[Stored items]
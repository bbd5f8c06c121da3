//! Process-level logging bootstrap.
//!
//! # Responsibility
//! - Initialize file-based rolling logs exactly once per process.
//! - Keep diagnostic events metadata-only and machine-parseable.
//!
//! # Invariants
//! - Logging init is idempotent for the same configuration.
//! - Re-initialization with a different level or directory is rejected.

use flexi_logger::{Cleanup, Criterion, FileSpec, Logger, LoggerHandle, Naming, WriteMode};
use log::info;
use once_cell::sync::OnceCell;
use std::path::{Path, PathBuf};

const LOG_FILE_BASENAME: &str = "roster";
const MAX_LOG_FILE_SIZE_BYTES: u64 = 10 * 1024 * 1024;
const MAX_LOG_FILES: usize = 5;

static LOGGING_STATE: OnceCell<LoggingState> = OnceCell::new();

struct LoggingState {
    level: &'static str,
    log_dir: PathBuf,
    _logger: LoggerHandle,
}

/// Initializes rolling file logging with the given level and directory.
///
/// # Invariants
/// - Repeated calls with the same configuration are idempotent.
/// - A conflicting level or directory is rejected instead of re-routed.
///
/// # Errors
/// - Returns an error when `level` is unsupported.
/// - Returns an error when `log_dir` is empty, non-absolute, or cannot be
///   created.
/// - Returns an error when the logger backend fails to start.
pub fn init_logging(level: &str, log_dir: &str) -> Result<(), String> {
    let level = normalize_level(level)?;
    let log_dir = normalize_log_dir(log_dir)?;

    let state = LOGGING_STATE
        .get_or_try_init(|| start_file_logger(level, &log_dir))?;

    ensure_same_config(state, level, &log_dir)
}

/// Returns `(level, log_dir)` when logging is active, `None` otherwise.
pub fn logging_status() -> Option<(&'static str, PathBuf)> {
    LOGGING_STATE
        .get()
        .map(|state| (state.level, state.log_dir.clone()))
}

/// Returns the default log level for the current build mode.
pub fn default_log_level() -> &'static str {
    if cfg!(debug_assertions) {
        "debug"
    } else {
        "info"
    }
}

fn start_file_logger(level: &'static str, log_dir: &Path) -> Result<LoggingState, String> {
    std::fs::create_dir_all(log_dir).map_err(|err| {
        format!(
            "failed to create log directory `{}`: {err}",
            log_dir.display()
        )
    })?;

    let logger = Logger::try_with_str(level)
        .map_err(|err| format!("invalid log level `{level}`: {err}"))?
        .log_to_file(
            FileSpec::default()
                .directory(log_dir)
                .basename(LOG_FILE_BASENAME),
        )
        .rotate(
            Criterion::Size(MAX_LOG_FILE_SIZE_BYTES),
            Naming::Numbers,
            Cleanup::KeepLogFiles(MAX_LOG_FILES),
        )
        .write_mode(WriteMode::BufferAndFlush)
        .append()
        .format_for_files(flexi_logger::detailed_format)
        .start()
        .map_err(|err| format!("failed to start logger: {err}"))?;

    info!(
        "event=core_init module=core status=ok level={} log_dir={} version={}",
        level,
        log_dir.display(),
        env!("CARGO_PKG_VERSION")
    );

    Ok(LoggingState {
        level,
        log_dir: log_dir.to_path_buf(),
        _logger: logger,
    })
}

fn ensure_same_config(
    state: &LoggingState,
    level: &'static str,
    log_dir: &Path,
) -> Result<(), String> {
    if state.log_dir != log_dir {
        return Err(format!(
            "logging already initialized at `{}`; refusing to switch to `{}`",
            state.log_dir.display(),
            log_dir.display()
        ));
    }
    if state.level != level {
        return Err(format!(
            "logging already initialized with level `{}`; refusing to switch to `{}`",
            state.level, level
        ));
    }
    Ok(())
}

fn normalize_level(level: &str) -> Result<&'static str, String> {
    match level.trim().to_ascii_lowercase().as_str() {
        "trace" => Ok("trace"),
        "debug" => Ok("debug"),
        "info" => Ok("info"),
        "warn" | "warning" => Ok("warn"),
        "error" => Ok("error"),
        other => Err(format!(
            "unsupported log level `{other}`; expected trace|debug|info|warn|error"
        )),
    }
}

fn normalize_log_dir(log_dir: &str) -> Result<PathBuf, String> {
    let trimmed = log_dir.trim();
    if trimmed.is_empty() {
        return Err("log_dir cannot be empty".to_string());
    }
    let path = Path::new(trimmed);
    if !path.is_absolute() {
        return Err(format!("log_dir must be an absolute path, got `{trimmed}`"));
    }
    Ok(path.to_path_buf())
}

#[cfg(test)]
mod tests {
    use super::{normalize_level, normalize_log_dir};

    #[test]
    fn normalize_level_accepts_known_values() {
        assert_eq!(
            normalize_level("INFO").expect("INFO should normalize"),
            "info"
        );
        assert_eq!(
            normalize_level(" warning ").expect("warning should normalize"),
            "warn"
        );
    }

    #[test]
    fn normalize_level_rejects_unknown_values() {
        let error = normalize_level("verbose").expect_err("unknown level must be rejected");
        assert!(error.contains("unsupported log level"));
    }

    #[test]
    fn normalize_log_dir_rejects_relative_path() {
        let error = normalize_log_dir("logs/dev").expect_err("relative paths must be rejected");
        assert!(error.contains("absolute"));
    }
}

_REQUIREMENT_: Pull out every line of the entries that includes the word "const".

_RESULT FOR THIS EXERCISE_:
const LOG_FILE_BASENAME: &str = "roster";
const MAX_LOG_FILE_SIZE_BYTES: u64 = 10 * 1024 * 1024;
const MAX_LOG_FILES: usize = 5;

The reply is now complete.